Exercise instructions:
Counting the line with "let mut deleted = Vec::new();" as the last one, copy out the lines of the data exactly from the first onward.

Dataset items:
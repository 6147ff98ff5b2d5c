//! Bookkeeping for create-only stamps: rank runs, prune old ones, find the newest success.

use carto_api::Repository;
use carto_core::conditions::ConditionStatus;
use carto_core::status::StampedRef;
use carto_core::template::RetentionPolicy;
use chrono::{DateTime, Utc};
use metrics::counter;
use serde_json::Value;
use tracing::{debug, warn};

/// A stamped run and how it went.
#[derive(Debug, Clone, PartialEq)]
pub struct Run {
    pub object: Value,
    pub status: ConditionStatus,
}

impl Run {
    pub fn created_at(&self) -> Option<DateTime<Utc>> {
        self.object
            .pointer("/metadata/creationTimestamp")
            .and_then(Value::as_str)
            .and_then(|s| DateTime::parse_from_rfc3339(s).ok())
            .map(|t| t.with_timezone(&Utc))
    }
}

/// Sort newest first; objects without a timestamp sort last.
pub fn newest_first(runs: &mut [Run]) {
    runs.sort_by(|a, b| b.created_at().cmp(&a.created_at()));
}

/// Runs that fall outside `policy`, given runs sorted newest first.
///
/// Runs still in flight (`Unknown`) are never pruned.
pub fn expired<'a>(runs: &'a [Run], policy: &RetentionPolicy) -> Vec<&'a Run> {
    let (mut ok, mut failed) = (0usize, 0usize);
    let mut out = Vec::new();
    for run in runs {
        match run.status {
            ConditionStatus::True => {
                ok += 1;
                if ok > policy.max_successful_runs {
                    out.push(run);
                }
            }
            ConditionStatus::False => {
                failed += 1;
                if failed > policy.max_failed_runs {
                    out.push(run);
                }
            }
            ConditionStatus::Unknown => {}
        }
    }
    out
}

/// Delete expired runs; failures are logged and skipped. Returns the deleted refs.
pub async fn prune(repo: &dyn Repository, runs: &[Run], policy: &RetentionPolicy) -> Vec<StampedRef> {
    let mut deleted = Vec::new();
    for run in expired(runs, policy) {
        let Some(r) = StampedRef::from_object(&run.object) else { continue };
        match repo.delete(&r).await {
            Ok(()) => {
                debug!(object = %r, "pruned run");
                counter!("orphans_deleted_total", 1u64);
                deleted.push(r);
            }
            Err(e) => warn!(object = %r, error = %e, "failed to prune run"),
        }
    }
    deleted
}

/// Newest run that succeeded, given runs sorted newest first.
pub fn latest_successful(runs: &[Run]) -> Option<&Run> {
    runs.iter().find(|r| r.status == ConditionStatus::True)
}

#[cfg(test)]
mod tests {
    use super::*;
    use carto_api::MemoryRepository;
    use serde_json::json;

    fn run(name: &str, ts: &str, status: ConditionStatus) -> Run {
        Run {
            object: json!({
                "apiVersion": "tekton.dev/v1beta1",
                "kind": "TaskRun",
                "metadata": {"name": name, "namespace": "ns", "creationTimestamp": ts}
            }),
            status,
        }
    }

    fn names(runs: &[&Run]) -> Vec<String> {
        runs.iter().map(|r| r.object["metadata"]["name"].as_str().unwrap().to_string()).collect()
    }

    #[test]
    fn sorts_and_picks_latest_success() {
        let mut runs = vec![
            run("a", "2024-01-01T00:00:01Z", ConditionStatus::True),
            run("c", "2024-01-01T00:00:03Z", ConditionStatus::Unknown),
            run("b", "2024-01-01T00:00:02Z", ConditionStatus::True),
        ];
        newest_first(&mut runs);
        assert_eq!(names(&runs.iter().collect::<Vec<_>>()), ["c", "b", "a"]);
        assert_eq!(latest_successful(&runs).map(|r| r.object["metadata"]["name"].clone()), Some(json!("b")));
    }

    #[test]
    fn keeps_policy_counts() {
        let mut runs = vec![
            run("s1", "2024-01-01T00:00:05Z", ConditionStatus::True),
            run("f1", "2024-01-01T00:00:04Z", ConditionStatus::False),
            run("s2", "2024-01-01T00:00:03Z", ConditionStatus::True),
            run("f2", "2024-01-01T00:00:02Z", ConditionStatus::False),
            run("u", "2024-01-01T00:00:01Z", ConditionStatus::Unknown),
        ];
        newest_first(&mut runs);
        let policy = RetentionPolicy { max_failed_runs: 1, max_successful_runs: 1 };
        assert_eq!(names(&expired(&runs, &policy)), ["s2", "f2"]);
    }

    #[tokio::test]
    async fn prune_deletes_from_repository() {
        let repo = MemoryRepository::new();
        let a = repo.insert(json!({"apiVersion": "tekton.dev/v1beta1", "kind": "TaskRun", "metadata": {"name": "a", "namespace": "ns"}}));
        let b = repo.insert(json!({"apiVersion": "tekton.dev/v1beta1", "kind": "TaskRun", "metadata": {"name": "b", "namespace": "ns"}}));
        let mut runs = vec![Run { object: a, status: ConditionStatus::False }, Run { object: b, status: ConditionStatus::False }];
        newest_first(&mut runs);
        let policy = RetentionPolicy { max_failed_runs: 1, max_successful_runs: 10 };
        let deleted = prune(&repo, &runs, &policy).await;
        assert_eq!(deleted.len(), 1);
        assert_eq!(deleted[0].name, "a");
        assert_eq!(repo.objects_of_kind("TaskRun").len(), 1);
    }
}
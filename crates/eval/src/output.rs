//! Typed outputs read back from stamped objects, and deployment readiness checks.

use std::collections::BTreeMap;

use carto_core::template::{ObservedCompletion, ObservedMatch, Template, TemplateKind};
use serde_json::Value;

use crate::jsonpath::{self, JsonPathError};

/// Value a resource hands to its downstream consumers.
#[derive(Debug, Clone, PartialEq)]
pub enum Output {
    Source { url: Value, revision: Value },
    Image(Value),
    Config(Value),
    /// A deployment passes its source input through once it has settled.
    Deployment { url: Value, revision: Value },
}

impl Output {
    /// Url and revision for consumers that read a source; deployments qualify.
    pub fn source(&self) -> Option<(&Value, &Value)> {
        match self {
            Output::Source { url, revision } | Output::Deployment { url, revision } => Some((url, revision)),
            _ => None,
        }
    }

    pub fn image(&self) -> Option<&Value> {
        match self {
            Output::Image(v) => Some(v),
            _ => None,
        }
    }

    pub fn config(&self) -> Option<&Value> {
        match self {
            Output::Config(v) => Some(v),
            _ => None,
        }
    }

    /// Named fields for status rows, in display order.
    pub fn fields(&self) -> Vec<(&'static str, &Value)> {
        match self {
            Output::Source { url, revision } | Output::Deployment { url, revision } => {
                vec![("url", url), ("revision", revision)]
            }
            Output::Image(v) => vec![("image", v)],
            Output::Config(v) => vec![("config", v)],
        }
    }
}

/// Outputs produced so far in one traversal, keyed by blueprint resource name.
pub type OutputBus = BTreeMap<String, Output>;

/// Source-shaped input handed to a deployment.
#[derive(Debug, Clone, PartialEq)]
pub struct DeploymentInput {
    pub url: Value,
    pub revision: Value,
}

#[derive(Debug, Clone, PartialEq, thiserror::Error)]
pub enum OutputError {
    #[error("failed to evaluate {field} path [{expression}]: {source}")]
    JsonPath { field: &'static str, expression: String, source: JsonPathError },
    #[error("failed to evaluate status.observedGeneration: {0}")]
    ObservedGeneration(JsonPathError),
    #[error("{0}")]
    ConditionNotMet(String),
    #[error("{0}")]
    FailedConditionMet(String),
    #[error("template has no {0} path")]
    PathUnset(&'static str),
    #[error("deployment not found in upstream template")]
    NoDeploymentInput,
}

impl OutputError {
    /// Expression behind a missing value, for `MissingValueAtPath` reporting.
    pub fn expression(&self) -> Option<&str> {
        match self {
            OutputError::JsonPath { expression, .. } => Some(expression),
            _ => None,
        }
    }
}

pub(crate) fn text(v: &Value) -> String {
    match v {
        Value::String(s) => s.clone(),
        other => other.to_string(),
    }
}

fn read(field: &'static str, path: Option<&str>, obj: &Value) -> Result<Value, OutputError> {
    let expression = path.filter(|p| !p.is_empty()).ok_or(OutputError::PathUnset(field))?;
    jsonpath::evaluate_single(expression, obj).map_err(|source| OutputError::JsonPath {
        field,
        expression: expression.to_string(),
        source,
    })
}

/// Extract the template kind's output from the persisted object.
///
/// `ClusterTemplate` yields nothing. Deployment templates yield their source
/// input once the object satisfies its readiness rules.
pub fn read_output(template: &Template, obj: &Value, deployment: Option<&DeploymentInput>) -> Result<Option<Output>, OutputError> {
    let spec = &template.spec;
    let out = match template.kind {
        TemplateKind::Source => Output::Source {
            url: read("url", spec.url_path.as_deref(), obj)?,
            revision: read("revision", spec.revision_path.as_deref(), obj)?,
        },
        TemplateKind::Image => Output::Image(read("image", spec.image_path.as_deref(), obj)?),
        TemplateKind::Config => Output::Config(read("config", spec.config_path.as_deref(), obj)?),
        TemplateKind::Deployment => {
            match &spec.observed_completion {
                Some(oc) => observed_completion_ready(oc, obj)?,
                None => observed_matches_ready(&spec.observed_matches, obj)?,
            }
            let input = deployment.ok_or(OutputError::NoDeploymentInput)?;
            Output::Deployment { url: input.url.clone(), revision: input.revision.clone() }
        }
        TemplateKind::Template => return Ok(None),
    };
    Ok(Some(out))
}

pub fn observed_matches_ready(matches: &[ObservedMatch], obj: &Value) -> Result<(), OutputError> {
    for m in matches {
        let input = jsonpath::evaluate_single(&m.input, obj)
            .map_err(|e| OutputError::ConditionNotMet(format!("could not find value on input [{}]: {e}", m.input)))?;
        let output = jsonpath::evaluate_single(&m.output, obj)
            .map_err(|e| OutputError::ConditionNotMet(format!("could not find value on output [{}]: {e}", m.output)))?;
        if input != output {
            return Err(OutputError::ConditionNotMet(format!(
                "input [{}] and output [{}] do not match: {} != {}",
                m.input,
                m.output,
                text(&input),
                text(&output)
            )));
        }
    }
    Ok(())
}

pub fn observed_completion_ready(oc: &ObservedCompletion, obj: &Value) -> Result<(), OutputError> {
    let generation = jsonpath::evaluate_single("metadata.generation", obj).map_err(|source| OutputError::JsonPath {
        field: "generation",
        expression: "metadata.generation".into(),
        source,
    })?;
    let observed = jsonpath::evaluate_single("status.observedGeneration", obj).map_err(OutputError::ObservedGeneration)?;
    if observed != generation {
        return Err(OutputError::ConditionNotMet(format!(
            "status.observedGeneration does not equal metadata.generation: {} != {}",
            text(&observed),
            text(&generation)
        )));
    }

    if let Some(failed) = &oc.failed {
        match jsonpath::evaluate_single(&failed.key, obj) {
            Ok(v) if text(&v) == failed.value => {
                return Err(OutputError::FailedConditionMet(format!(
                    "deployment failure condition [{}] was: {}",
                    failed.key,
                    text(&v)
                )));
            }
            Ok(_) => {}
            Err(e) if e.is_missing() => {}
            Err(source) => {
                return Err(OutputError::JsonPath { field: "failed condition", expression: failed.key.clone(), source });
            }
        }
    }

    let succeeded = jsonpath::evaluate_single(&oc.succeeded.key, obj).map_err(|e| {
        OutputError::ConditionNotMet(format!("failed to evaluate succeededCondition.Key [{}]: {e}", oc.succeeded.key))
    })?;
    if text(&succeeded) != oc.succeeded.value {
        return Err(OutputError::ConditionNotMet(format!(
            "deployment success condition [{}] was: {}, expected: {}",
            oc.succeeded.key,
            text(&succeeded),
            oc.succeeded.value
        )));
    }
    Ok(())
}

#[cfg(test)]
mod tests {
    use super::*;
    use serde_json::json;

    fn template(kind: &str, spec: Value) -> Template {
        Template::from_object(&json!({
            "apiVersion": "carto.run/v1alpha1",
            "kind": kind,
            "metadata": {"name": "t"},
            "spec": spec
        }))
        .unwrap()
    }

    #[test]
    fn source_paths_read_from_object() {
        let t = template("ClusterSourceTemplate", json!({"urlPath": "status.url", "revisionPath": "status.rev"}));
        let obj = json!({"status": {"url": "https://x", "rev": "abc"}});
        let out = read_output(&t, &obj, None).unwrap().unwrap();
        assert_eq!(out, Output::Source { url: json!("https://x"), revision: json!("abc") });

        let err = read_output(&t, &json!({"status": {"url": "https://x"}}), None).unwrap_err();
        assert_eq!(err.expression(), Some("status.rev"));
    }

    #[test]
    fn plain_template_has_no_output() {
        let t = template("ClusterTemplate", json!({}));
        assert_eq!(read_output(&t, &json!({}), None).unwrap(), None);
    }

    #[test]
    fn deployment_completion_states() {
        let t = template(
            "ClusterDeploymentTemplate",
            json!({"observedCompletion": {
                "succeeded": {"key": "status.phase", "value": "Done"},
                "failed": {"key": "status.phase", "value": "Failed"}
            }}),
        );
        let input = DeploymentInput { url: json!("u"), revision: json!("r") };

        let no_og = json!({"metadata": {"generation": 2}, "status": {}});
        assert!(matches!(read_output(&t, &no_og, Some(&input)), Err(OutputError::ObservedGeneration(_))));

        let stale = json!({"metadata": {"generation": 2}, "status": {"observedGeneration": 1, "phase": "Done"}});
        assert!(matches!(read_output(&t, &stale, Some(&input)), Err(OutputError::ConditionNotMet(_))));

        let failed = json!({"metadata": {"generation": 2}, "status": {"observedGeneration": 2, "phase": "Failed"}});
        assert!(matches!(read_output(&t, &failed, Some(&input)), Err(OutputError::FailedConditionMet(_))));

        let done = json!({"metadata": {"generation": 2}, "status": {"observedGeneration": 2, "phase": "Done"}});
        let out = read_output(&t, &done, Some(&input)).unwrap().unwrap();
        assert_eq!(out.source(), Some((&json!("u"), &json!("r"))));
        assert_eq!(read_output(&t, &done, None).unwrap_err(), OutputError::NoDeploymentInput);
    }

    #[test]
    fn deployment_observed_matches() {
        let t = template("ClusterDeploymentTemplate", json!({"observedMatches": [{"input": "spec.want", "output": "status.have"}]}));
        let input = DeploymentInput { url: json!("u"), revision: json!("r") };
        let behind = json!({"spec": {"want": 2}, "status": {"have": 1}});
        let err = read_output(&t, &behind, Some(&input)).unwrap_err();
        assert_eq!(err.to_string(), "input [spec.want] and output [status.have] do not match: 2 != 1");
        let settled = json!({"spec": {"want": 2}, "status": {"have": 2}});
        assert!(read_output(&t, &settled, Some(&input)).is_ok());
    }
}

Answer to this task:
repository 6147ff98ff5b2d5c
//! Bookkeeping for create-only stamps: rank runs, prune old ones, find the newest success.

use carto_api::Repository;
use carto_core::conditions::ConditionStatus;
use carto_core::status::StampedRef;
use carto_core::template::RetentionPolicy;
use chrono::{DateTime, Utc};
use metrics::counter;
use serde_json::Value;
use tracing::{debug, warn};

/// A stamped run and how it went.
#[derive(Debug, Clone, PartialEq)]
pub struct Run {
    pub object: Value,
    pub status: ConditionStatus,
}

impl Run {
    pub fn created_at(&self) -> Option<DateTime<Utc>> {
        self.object
            .pointer("/metadata/creationTimestamp")
            .and_then(Value::as_str)
            .and_then(|s| DateTime::parse_from_rfc3339(s).ok())
            .map(|t| t.with_timezone(&Utc))
    }
}

/// Sort newest first; objects without a timestamp sort last.
pub fn newest_first(runs: &mut [Run]) {
    runs.sort_by(|a, b| b.created_at().cmp(&a.created_at()));
}

/// Runs that fall outside `policy`, given runs sorted newest first.
///
/// Runs still in flight (`Unknown`) are never pruned.
pub fn expired<'a>(runs: &'a [Run], policy: &RetentionPolicy) -> Vec<&'a Run> {
    let (mut ok, mut failed) = (0usize, 0usize);
    let mut out = Vec::new();
    for run in runs {
        match run.status {
            ConditionStatus::True => {
                ok += 1;
                if ok > policy.max_successful_runs {
                    out.push(run);
                }
            }
            ConditionStatus::False => {
                failed += 1;
                if failed > policy.max_failed_runs {
                    out.push(run);
                }
            }
            ConditionStatus::Unknown => {}
        }
    }
    out
}

/// Delete expired runs; failures are logged and skipped. Returns the deleted refs.
pub async fn prune(repo: &dyn Repository, runs: &[Run], policy: &RetentionPolicy) -> Vec<StampedRef> {
    let mut deleted = Vec::new();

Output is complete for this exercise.